Records for the exercise:
>>
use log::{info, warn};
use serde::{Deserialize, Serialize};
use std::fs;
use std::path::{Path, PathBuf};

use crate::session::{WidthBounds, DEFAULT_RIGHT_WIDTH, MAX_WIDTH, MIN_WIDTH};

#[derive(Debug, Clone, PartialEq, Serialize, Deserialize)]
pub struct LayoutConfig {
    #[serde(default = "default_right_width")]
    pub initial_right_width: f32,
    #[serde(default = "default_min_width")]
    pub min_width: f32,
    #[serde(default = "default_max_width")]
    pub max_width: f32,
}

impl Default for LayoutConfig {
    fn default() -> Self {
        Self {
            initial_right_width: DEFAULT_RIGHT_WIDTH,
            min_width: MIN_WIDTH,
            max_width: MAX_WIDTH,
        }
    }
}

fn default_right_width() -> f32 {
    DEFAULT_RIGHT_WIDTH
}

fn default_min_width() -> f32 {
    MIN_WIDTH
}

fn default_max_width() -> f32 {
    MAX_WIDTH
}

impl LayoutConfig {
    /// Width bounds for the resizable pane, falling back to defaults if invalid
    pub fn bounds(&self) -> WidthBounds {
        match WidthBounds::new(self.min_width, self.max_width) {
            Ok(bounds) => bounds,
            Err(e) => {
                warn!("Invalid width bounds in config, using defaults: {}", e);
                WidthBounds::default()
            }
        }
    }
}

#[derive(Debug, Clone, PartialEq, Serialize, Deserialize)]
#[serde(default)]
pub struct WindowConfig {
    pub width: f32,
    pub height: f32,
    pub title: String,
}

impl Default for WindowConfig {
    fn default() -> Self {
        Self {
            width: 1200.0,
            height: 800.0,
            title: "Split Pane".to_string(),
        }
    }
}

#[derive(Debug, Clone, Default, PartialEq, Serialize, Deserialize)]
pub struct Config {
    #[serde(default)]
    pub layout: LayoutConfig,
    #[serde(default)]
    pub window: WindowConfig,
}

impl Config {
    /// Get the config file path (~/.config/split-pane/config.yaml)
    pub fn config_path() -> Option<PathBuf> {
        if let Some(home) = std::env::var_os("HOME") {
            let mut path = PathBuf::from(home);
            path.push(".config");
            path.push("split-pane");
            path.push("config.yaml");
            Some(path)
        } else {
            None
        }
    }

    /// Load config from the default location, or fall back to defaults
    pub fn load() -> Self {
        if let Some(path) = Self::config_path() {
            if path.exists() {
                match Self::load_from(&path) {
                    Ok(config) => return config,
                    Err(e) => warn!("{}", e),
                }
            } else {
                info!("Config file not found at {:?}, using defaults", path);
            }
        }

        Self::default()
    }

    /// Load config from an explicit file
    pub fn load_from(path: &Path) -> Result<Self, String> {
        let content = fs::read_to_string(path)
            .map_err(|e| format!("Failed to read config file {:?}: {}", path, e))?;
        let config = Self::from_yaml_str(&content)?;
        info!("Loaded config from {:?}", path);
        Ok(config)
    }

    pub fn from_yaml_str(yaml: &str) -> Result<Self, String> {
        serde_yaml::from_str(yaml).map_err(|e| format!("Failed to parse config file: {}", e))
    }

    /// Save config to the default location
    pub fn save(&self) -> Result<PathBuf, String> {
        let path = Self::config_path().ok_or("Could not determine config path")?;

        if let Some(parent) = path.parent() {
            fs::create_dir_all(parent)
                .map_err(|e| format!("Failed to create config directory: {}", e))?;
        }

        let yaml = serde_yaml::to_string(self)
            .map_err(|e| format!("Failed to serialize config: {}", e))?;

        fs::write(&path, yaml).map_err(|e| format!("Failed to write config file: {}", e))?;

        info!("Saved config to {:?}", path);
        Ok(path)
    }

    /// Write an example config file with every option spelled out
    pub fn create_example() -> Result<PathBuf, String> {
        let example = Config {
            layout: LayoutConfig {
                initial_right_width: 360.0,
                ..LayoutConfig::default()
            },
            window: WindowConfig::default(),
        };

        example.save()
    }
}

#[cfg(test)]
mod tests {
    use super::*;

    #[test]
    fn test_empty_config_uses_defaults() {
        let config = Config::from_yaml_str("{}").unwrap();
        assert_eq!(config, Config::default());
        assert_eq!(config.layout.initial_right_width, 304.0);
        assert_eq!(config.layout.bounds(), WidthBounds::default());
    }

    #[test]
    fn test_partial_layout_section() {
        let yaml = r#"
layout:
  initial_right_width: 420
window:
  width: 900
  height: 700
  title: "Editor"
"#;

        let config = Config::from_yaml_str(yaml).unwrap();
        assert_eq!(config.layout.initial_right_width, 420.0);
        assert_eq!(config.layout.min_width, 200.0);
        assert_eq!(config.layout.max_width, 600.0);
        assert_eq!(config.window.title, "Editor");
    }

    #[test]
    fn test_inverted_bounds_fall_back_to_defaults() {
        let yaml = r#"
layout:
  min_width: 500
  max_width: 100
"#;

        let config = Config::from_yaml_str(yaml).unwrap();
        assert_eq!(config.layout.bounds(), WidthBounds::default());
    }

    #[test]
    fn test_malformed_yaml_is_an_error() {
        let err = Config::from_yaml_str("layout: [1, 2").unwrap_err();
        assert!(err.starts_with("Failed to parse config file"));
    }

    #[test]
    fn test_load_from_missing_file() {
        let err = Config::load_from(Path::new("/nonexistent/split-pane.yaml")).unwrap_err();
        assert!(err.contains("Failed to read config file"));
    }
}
<<
Task to carry out:
Would you write out the listing above exactly, in full?

Solution to this task:
use log::{info, warn};
use serde::{Deserialize, Serialize};
use std::fs;
use std::path::{Path, PathBuf};

use crate::session::{WidthBounds, DEFAULT_RIGHT_WIDTH, MAX_WIDTH, MIN_WIDTH};

#[derive(Debug, Clone, PartialEq, Serialize, Deserialize)]
pub struct LayoutConfig {
    #[serde(default = "default_right_width")]
    pub initial_right_width: f32,
    #[serde(default = "default_min_width")]
    pub min_width: f32,
    #[serde(default = "default_max_width")]
    pub max_width: f32,
}

impl Default for LayoutConfig {
    fn default() -> Self {
        Self {
            initial_right_width: DEFAULT_RIGHT_WIDTH,
            min_width: MIN_WIDTH,
            max_width: MAX_WIDTH,
        }
    }
}

fn default_right_width() -> f32 {
    DEFAULT_RIGHT_WIDTH
}

fn default_min_width() -> f32 {
    MIN_WIDTH
}

fn default_max_width() -> f32 {
    MAX_WIDTH
}

impl LayoutConfig {
    /// Width bounds for the resizable pane, falling back to defaults if invalid
    pub fn bounds(&self) -> WidthBounds {
        match WidthBounds::new(self.min_width, self.max_width) {
            Ok(bounds) => bounds,
            Err(e) => {
                warn!("Invalid width bounds in config, using defaults: {}", e);
                WidthBounds::default()
            }
        }
    }
}

#[derive(Debug, Clone, PartialEq, Serialize, Deserialize)]
#[serde(default)]
pub struct WindowConfig {
    pub width: f32,
    pub height: f32,
    pub title: String,
}

impl Default for WindowConfig {
    fn default() -> Self {
        Self {
            width: 1200.0,
            height: 800.0,
            title: "Split Pane".to_string(),
        }
    }
}

#[derive(Debug, Clone, Default, PartialEq, Serialize, Deserialize)]
pub struct Config {
    #[serde(default)]
    pub layout: LayoutConfig,
    #[serde(default)]
    pub window: WindowConfig,
}

impl Config {
    /// Get the config file path (~/.config/split-pane/config.yaml)
    pub fn config_path() -> Option<PathBuf> {
        if let Some(home) = std::env::var_os("HOME") {
            let mut path = PathBuf::from(home);
            path.push(".config");
            path.push("split-pane");
            path.push("config.yaml");
            Some(path)
        } else {
            None
        }
    }

    /// Load config from the default location, or fall back to defaults
    pub fn load() -> Self {
        if let Some(path) = Self::config_path() {
            if path.exists() {
                match Self::load_from(&path) {
                    Ok(config) => return config,
                    Err(e) => warn!("{}", e),
                }
            } else {
                info!("Config file not found at {:?}, using defaults", path);
            }
        }

        Self::default()
    }

    /// Load config from an explicit file
    pub fn load_from(path: &Path) -> Result<Self, String> {
        let content = fs::read_to_string(path)
            .map_err(|e| format!("Failed to read config file {:?}: {}", path, e))?;
        let config = Self::from_yaml_str(&content)?;
        info!("Loaded config from {:?}", path);
        Ok(config)
    }

    pub fn from_yaml_str(yaml: &str) -> Result<Self, String> {
        serde_yaml::from_str(yaml).map_err(|e| format!("Failed to parse config file: {}", e))
    }

    /// Save config to the default location
    pub fn save(&self) -> Result<PathBuf, String> {
        let path = Self::config_path().ok_or("Could not determine config path")?;

        if let Some(parent) = path.parent() {
            fs::create_dir_all(parent)
                .map_err(|e| format!("Failed to create config directory: {}", e))?;
        }

        let yaml = serde_yaml::to_string(self)
            .map_err(|e| format!("Failed to serialize config: {}", e))?;

        fs::write(&path, yaml).map_err(|e| format!("Failed to write config file: {}", e))?;

        info!("Saved config to {:?}", path);
        Ok(path)
    }

    /// Write an example config file with every option spelled out
    pub fn create_example() -> Result<PathBuf, String> {
        let example = Config {
            layout: LayoutConfig {
                initial_right_width: 360.0,
                ..LayoutConfig::default()
            },
            window: WindowConfig::default(),
        };

        example.save()
    }
}

#[cfg(test)]
mod tests {
    use super::*;

    #[test]
    fn test_empty_config_uses_defaults() {
        let config = Config::from_yaml_str("{}").unwrap();
        assert_eq!(config, Config::default());
        assert_eq!(config.layout.initial_right_width, 304.0);
        assert_eq!(config.layout.bounds(), WidthBounds::default());
    }

    #[test]
    fn test_partial_layout_section() {
        let yaml = r#"
layout:
  initial_right_width: 420
window:
  width: 900
  height: 700
  title: "Editor"
"#;

        let config = Config::from_yaml_str(yaml).unwrap();
        assert_eq!(config.layout.initial_right_width, 420.0);
        assert_eq!(config.layout.min_width, 200.0);
        assert_eq!(config.layout.max_width, 600.0);
        assert_eq!(config.window.title, "Editor");
    }

    #[test]
    fn test_inverted_bounds_fall_back_to_defaults() {
        let yaml = r#"
layout:
  min_width: 500
  max_width: 100
"#;

        let config = Config::from_yaml_str(yaml).unwrap();
        assert_eq!(config.layout.bounds(), WidthBounds::default());
    }

    #[test]
    fn test_malformed_yaml_is_an_error() {
        let err = Config::from_yaml_str("layout: [1, 2").unwrap_err();
        assert!(err.starts_with("Failed to parse config file"));
    }

    #[test]
    fn test_load_from_missing_file() {
        let err = Config::load_from(Path::new("/nonexistent/split-pane.yaml")).unwrap_err();
        assert!(err.contains("Failed to read config file"));
    }
}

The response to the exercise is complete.